A Universidade Federal de Alagoas começará o ano de 2026 com um orçamento 13% menor em comparação a 2025, como resultado dos cortes previstos na Lei Orçamentária Anual e das perdas provocadas pela inflação. A redução representa quase R$ 7 milhões a menos para despesas de manutenção e cerca de R$ 600 mil de corte na assistência estudantil, cenário que pode afetar contratos básicos e o apoio a estudantes em situação de vulnerabilidade.
O alerta foi feito pelo reitor Josealdo Tonholo, que classificou a situação como preocupante. Segundo ele, a diminuição dos recursos compromete diretamente serviços fundamentais, como limpeza, segurança e políticas de permanência estudantil. Para o gestor, o orçamento previsto está abaixo do mínimo necessário para o funcionamento adequado da universidade.
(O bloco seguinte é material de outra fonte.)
/// Strip `//` line comments and `/* */` block comments from the input.
///
/// Newlines inside block comments are kept so later error positions still
/// point at the right source line. String literals pass through verbatim,
/// so comment markers inside them are never stripped.
pub(crate) fn strip_comments(input: &str) -> String {
    let mut out = String::with_capacity(input.len());
    let mut chars = input.chars().peekable();

    while let Some(c) = chars.next() {
        match c {
            '/' if chars.peek() == Some(&'/') => {
                chars.next();
                for c in chars.by_ref() {
                    if c == '\n' {
                        out.push('\n');
                        break;
                    }
                }
            }
            '/' if chars.peek() == Some(&'*') => {
                chars.next();
                let mut prev = '\0';
                for c in chars.by_ref() {
                    if prev == '*' && c == '/' {
                        break;
                    }
                    if c == '\n' {
                        out.push('\n');
                    }
                    prev = c;
                }
            }
            '"' => {
                out.push('"');
                while let Some(c) = chars.next() {
                    out.push(c);
                    match c {
                        '\\' => {
                            if let Some(escaped) = chars.next() {
                                out.push(escaped);
                            }
                        }
                        '"' => break,
                        _ => {}
                    }
                }
            }
            _ => out.push(c),
        }
    }
    out
}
Diante do quadro, Tonholo assinou, junto a reitores e dirigentes de universidades federais do Nordeste, uma nota conjunta que cobra a recomposição orçamentária das Instituições Federais de Educação Superior. O documento destaca que o financiamento adequado é essencial para garantir inclusão social, formação acadêmica e desenvolvimento regional.
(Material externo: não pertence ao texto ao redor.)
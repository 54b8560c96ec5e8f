//! Shared types, errors, and builder contracts for the Wireline engine.
//!
//! This crate provides the foundational types used across the other Wireline
//! crates:
//! - `WirelineError` — unified error taxonomy
//! - `AttrMap` — insertion-ordered connection attribute store
//! - `ParameterList` — ordered driver key/value output
//! - `DriverVersion` / `DriverDescriptor` — structured driver identity
//! - `BuilderKind` / `BuilderOutput` — the four builder contracts and their
//!   canonical output shapes

use std::collections::BTreeSet;

use serde::{Deserialize, Serialize};

/// Unified error type for all Wireline subsystems.
#[derive(Debug, thiserror::Error)]
pub enum WirelineError {
    // === Script errors ===
    #[error("Script syntax error at line {line}, col {col}: {message}")]
    ScriptSyntax {
        line: usize,
        col: usize,
        message: String,
    },

    #[error("Script runtime error: {message}")]
    ScriptRuntime { message: String },

    #[error("Sandbox violation: script referenced capability '{capability}'")]
    SandboxViolation { capability: String },

    #[error("Execution exceeded its budget of {limit}")]
    ExecutionTimeout { limit: ExecutionLimit },

    // === Harness errors ===
    #[error("Fixture '{fixture}' produced divergent output across identical runs")]
    NonDeterminism { fixture: String },

    // === Driver errors ===
    #[error("No installed driver matches vendor '{vendor}'")]
    DriverNotFound { vendor: String },

    // === Validation ===
    #[error("Builder validation failed: {0}")]
    Validation(String),

    // === Generic ===
    #[error("JSON error: {0}")]
    Json(#[from] serde_json::Error),

    #[error("{0}")]
    Other(String),
}

impl WirelineError {
    /// Returns `true` if the error indicates a defect in the builder source
    /// itself, i.e. something the connector author must fix.
    pub fn is_author_defect(&self) -> bool {
        matches!(
            self,
            WirelineError::ScriptSyntax { .. }
                | WirelineError::ScriptRuntime { .. }
                | WirelineError::SandboxViolation { .. }
                | WirelineError::Validation(_)
        )
    }

    /// Returns `true` if the error comes from an engine-imposed limit rather
    /// than the script's own logic.
    pub fn is_engine_limit(&self) -> bool {
        matches!(
            self,
            WirelineError::ExecutionTimeout { .. } | WirelineError::NonDeterminism { .. }
        )
    }
}

/// The bound an execution exceeded when it was cut off.
///
/// Script interpretation is metered in steps; the golden harness additionally
/// imposes a wall-clock ceiling per fixture. Both surface as
/// [`WirelineError::ExecutionTimeout`].
#[derive(Debug, Clone, Copy, PartialEq, Eq, Serialize, Deserialize)]
pub enum ExecutionLimit {
    /// Interpreter step budget.
    Steps(u64),
    /// Wall-clock ceiling, in milliseconds.
    WallClockMs(u64),
}

impl std::fmt::Display for ExecutionLimit {
    fn fmt(&self, f: &mut std::fmt::Formatter<'_>) -> std::fmt::Result {
        match self {
            ExecutionLimit::Steps(n) => write!(f, "{n} steps"),
            ExecutionLimit::WallClockMs(n) => write!(f, "{n} ms wall clock"),
        }
    }
}

/// A convenience alias for `Result<T, WirelineError>`.
pub type Result<T> = std::result::Result<T, WirelineError>;

// ---------------------------------------------------------------------------
// Well-known attribute keys
// ---------------------------------------------------------------------------

/// Canonical keys for the well-known connection attributes.
///
/// Builder scripts resolve these through `connectionHelper.attribute*`
/// constants rather than literal strings, so the canonical key can change
/// without touching every builder. The table is a pure lookup — resolution
/// never depends on attribute values.
pub mod attrs {
    pub const SERVER: &str = "server";
    pub const PORT: &str = "port";
    pub const DATABASE: &str = "dbname";
    pub const USERNAME: &str = "username";
    pub const PASSWORD: &str = "password";
    pub const AUTHENTICATION: &str = "authentication";
    pub const SSL_MODE: &str = "sslmode";
    pub const WAREHOUSE: &str = "warehouse";
    pub const SERVICE: &str = "service";
    pub const VENDOR1: &str = "vendor1";
    pub const VENDOR2: &str = "vendor2";
    pub const VENDOR3: &str = "vendor3";
    pub const SERVER_AUTH_MODE: &str = "server-auth-mode";
    pub const SERVER_AUTH_USER: &str = "server-auth-user";
    pub const INITIAL_SQL: &str = "initial-sql";
    pub const ODBC_EXTRAS: &str = "odbc-connect-string-extras";

    /// Value of [`SERVER_AUTH_MODE`] selecting server-side impersonation.
    pub const AUTH_MODE_DB_IMPERSONATE: &str = "auth-mode-db-impersonate";

    /// Symbolic constant names exposed to scripts, paired with their keys.
    pub const SYMBOLS: &[(&str, &str)] = &[
        ("attributeServer", SERVER),
        ("attributePort", PORT),
        ("attributeDatabase", DATABASE),
        ("attributeUsername", USERNAME),
        ("attributePassword", PASSWORD),
        ("attributeAuthentication", AUTHENTICATION),
        ("attributeSSLMode", SSL_MODE),
        ("attributeWarehouse", WAREHOUSE),
        ("attributeService", SERVICE),
        ("attributeVendor1", VENDOR1),
        ("attributeVendor2", VENDOR2),
        ("attributeVendor3", VENDOR3),
        ("attributeServerAuthMode", SERVER_AUTH_MODE),
        ("attributeServerUser", SERVER_AUTH_USER),
        ("attributeInitialSQL", INITIAL_SQL),
        ("attributeODBCConnectStringExtras", ODBC_EXTRAS),
    ];

    /// Resolve a symbolic constant name (e.g. `"attributeServer"`) to its
    /// canonical key.
    pub fn well_known_key(symbol: &str) -> Option<&'static str> {
        SYMBOLS
            .iter()
            .find(|(sym, _)| *sym == symbol)
            .map(|(_, key)| *key)
    }

    /// Returns `true` if `key` is the canonical key of a well-known attribute.
    pub fn is_well_known_key(key: &str) -> bool {
        SYMBOLS.iter().any(|(_, k)| *k == key)
    }

    /// Returns `true` if `key` follows the open vendor-custom namespace
    /// convention (`v-` prefix).
    pub fn is_vendor_custom(key: &str) -> bool {
        key.len() > 2 && key.starts_with("v-")
    }
}

// ---------------------------------------------------------------------------
// AttrMap — insertion-ordered connection attribute store
// ---------------------------------------------------------------------------

/// Insertion-ordered map of connection attributes.
///
/// A key that is present with an empty value is distinct from an unset key;
/// the matcher normalization collapses the two, but the store itself does not.
/// `Clone` produces a fully independent copy — each builder invocation gets
/// its own snapshot, so in-call mutation never escapes (copy-on-entry).
#[derive(Debug, Clone, Default, PartialEq, Eq, Serialize, Deserialize)]
pub struct AttrMap {
    entries: indexmap::IndexMap<String, String>,
}

impl AttrMap {
    /// Create an empty attribute map.
    pub fn new() -> Self {
        Self::default()
    }

    /// Insert or overwrite an attribute. Overwriting keeps the original
    /// insertion position.
    pub fn set(&mut self, key: impl Into<String>, value: impl Into<String>) {
        self.entries.insert(key.into(), value.into());
    }

    /// Read an attribute. `None` means unset, which is not the same as
    /// present-and-empty.
    pub fn get(&self, key: &str) -> Option<&str> {
        self.entries.get(key).map(String::as_str)
    }

    /// Returns `true` if the key is set, even to an empty value.
    pub fn contains(&self, key: &str) -> bool {
        self.entries.contains_key(key)
    }

    /// Iterate entries in insertion order.
    pub fn iter(&self) -> impl Iterator<Item = (&str, &str)> {
        self.entries.iter().map(|(k, v)| (k.as_str(), v.as_str()))
    }

    /// Keys in insertion order.
    pub fn keys(&self) -> impl Iterator<Item = &str> {
        self.entries.keys().map(String::as_str)
    }

    pub fn len(&self) -> usize {
        self.entries.len()
    }

    pub fn is_empty(&self) -> bool {
        self.entries.is_empty()
    }
}

impl<K: Into<String>, V: Into<String>> FromIterator<(K, V)> for AttrMap {
    fn from_iter<T: IntoIterator<Item = (K, V)>>(iter: T) -> Self {
        let mut map = AttrMap::new();
        for (k, v) in iter {
            map.set(k, v);
        }
        map
    }
}

// ---------------------------------------------------------------------------
// ParameterList — ordered driver key/value output
// ---------------------------------------------------------------------------

/// Ordered sequence of `(key, value)` driver-connection parameters.
///
/// Keys are not required to be unique: [`push`](ParameterList::push) appends
/// in order, while [`set`](ParameterList::set) applies last-wins layering
/// (fixed defaults overridden by vendor extras).
#[derive(Debug, Clone, Default, PartialEq, Eq, Serialize, Deserialize)]
pub struct ParameterList {
    pairs: Vec<(String, String)>,
}

impl ParameterList {
    pub fn new() -> Self {
        Self::default()
    }

    /// Append a pair, keeping any earlier pair with the same key.
    pub fn push(&mut self, key: impl Into<String>, value: impl Into<String>) {
        self.pairs.push((key.into(), value.into()));
    }

    /// Last-wins write: replaces the value of an existing key in place
    /// (keeping first-occurrence order), or appends when the key is new.
    pub fn set(&mut self, key: impl Into<String>, value: impl Into<String>) {
        let key = key.into();
        let value = value.into();
        match self.pairs.iter_mut().find(|(k, _)| *k == key) {
            Some(pair) => pair.1 = value,
            None => self.pairs.push((key, value)),
        }
    }

    /// Value of the first pair with this key.
    pub fn get(&self, key: &str) -> Option<&str> {
        self.pairs
            .iter()
            .find(|(k, _)| k == key)
            .map(|(_, v)| v.as_str())
    }

    pub fn iter(&self) -> impl Iterator<Item = (&str, &str)> {
        self.pairs.iter().map(|(k, v)| (k.as_str(), v.as_str()))
    }

    pub fn len(&self) -> usize {
        self.pairs.len()
    }

    pub fn is_empty(&self) -> bool {
        self.pairs.is_empty()
    }
}

impl<K: Into<String>, V: Into<String>> FromIterator<(K, V)> for ParameterList {
    fn from_iter<T: IntoIterator<Item = (K, V)>>(iter: T) -> Self {
        let mut list = ParameterList::new();
        for (k, v) in iter {
            list.push(k, v);
        }
        list
    }
}

// ---------------------------------------------------------------------------
// DriverVersion / DriverDescriptor
// ---------------------------------------------------------------------------

/// Structured major.minor driver version.
///
/// Comparison is numeric on both components: `"10.0"` is greater than
/// `"8.0"`, which a lexicographic comparison would get wrong.
#[derive(Debug, Clone, Copy, PartialEq, Eq, PartialOrd, Ord, Hash, Serialize, Deserialize)]
pub struct DriverVersion {
    pub major: u32,
    pub minor: u32,
}

impl DriverVersion {
    pub fn new(major: u32, minor: u32) -> Self {
        Self { major, minor }
    }

    /// Parse `"8"`, `"8.0"`, or `"10.2"`. Trailing components beyond minor
    /// are rejected, as is anything non-numeric.
    pub fn parse(s: &str) -> Result<Self> {
        let s = s.trim();
        let (major_str, minor_str) = match s.split_once('.') {
            Some((maj, min)) => (maj, Some(min)),
            None => (s, None),
        };
        let major: u32 = major_str
            .parse()
            .map_err(|_| WirelineError::Other(format!("invalid driver version '{s}'")))?;
        let minor: u32 = match minor_str {
            Some(min) => min
                .parse()
                .map_err(|_| WirelineError::Other(format!("invalid driver version '{s}'")))?,
            None => 0,
        };
        Ok(Self { major, minor })
    }

    /// The single version-gating predicate exposed to builder logic.
    pub fn is_at_least(&self, major: u32, minor: u32) -> bool {
        (self.major, self.minor) >= (major, minor)
    }
}

impl std::fmt::Display for DriverVersion {
    fn fmt(&self, f: &mut std::fmt::Formatter<'_>) -> std::fmt::Result {
        write!(f, "{}.{}", self.major, self.minor)
    }
}

/// Resolved identity of the database client library selected for a
/// connection.
#[derive(Debug, Clone, PartialEq, Eq, Serialize, Deserialize)]
pub struct DriverDescriptor {
    pub name: String,
    pub version: Option<DriverVersion>,
}

// ---------------------------------------------------------------------------
// BuilderKind — the four builder contracts
// ---------------------------------------------------------------------------

/// The contract a builder unit implements. Fixed at authoring time, never
/// inferred from the script at run time.
#[derive(Debug, Clone, Copy, PartialEq, Eq, Hash, Serialize, Deserialize)]
#[serde(rename_all = "snake_case")]
pub enum BuilderKind {
    ConnectionBuilder,
    ConnectionProperties,
    ConnectionRequired,
    ConnectionMatcher,
}

impl BuilderKind {
    /// Declared parameter count for a script of this kind.
    pub fn arity(&self) -> usize {
        match self {
            BuilderKind::ConnectionMatcher => 2,
            _ => 1,
        }
    }

    pub fn as_str(&self) -> &'static str {
        match self {
            BuilderKind::ConnectionBuilder => "connection_builder",
            BuilderKind::ConnectionProperties => "connection_properties",
            BuilderKind::ConnectionRequired => "connection_required",
            BuilderKind::ConnectionMatcher => "connection_matcher",
        }
    }
}

impl std::fmt::Display for BuilderKind {
    fn fmt(&self, f: &mut std::fmt::Formatter<'_>) -> std::fmt::Result {
        f.write_str(self.as_str())
    }
}

// ---------------------------------------------------------------------------
// BuilderOutput — canonical output per contract kind
// ---------------------------------------------------------------------------

/// Canonical, typed output of one builder invocation.
///
/// The executor coerces the script's heterogeneous return shapes (map, list
/// of `key=value` strings, bare string) into exactly one of these variants,
/// keyed by the unit's declared [`BuilderKind`].
#[derive(Debug, Clone, PartialEq, Eq, Serialize, Deserialize)]
#[serde(rename_all = "snake_case")]
pub enum BuilderOutput {
    /// Ordered connection parameters (ConnectionBuilder or
    /// ConnectionProperties).
    Parameters(ParameterList),
    /// JDBC-style URL strings (ConnectionBuilder).
    Url(Vec<String>),
    /// Required attribute names; set semantics, order ignored.
    Required(BTreeSet<String>),
    /// Matcher verdict.
    Matched(bool),
}

impl BuilderOutput {
    /// The kind-family this output is valid for.
    pub fn describes(&self, kind: BuilderKind) -> bool {
        matches!(
            (self, kind),
            (BuilderOutput::Parameters(_), BuilderKind::ConnectionBuilder)
                | (BuilderOutput::Parameters(_), BuilderKind::ConnectionProperties)
                | (BuilderOutput::Url(_), BuilderKind::ConnectionBuilder)
                | (BuilderOutput::Required(_), BuilderKind::ConnectionRequired)
                | (BuilderOutput::Matched(_), BuilderKind::ConnectionMatcher)
        )
    }
}

// ---------------------------------------------------------------------------
// Tests
// ---------------------------------------------------------------------------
Mesmo com as restrições financeiras, o reitor ressaltou a importância estratégica da Ufal para Alagoas, lembrando a formação de profissionais qualificados, a produção científica e o desempenho do Hospital Universitário Professor Alberto Antunes, que alcançou 98% de avaliações excelentes entre os usuários.
A universidade informou que seguirá em diálogo com o Ministério da Educação e com a bancada federal. Também permanecem as articulações com prefeituras e com o Governo de Alagoas, na tentativa de minimizar os impactos dos cortes e assegurar a continuidade das atividades acadêmicas e assistenciais.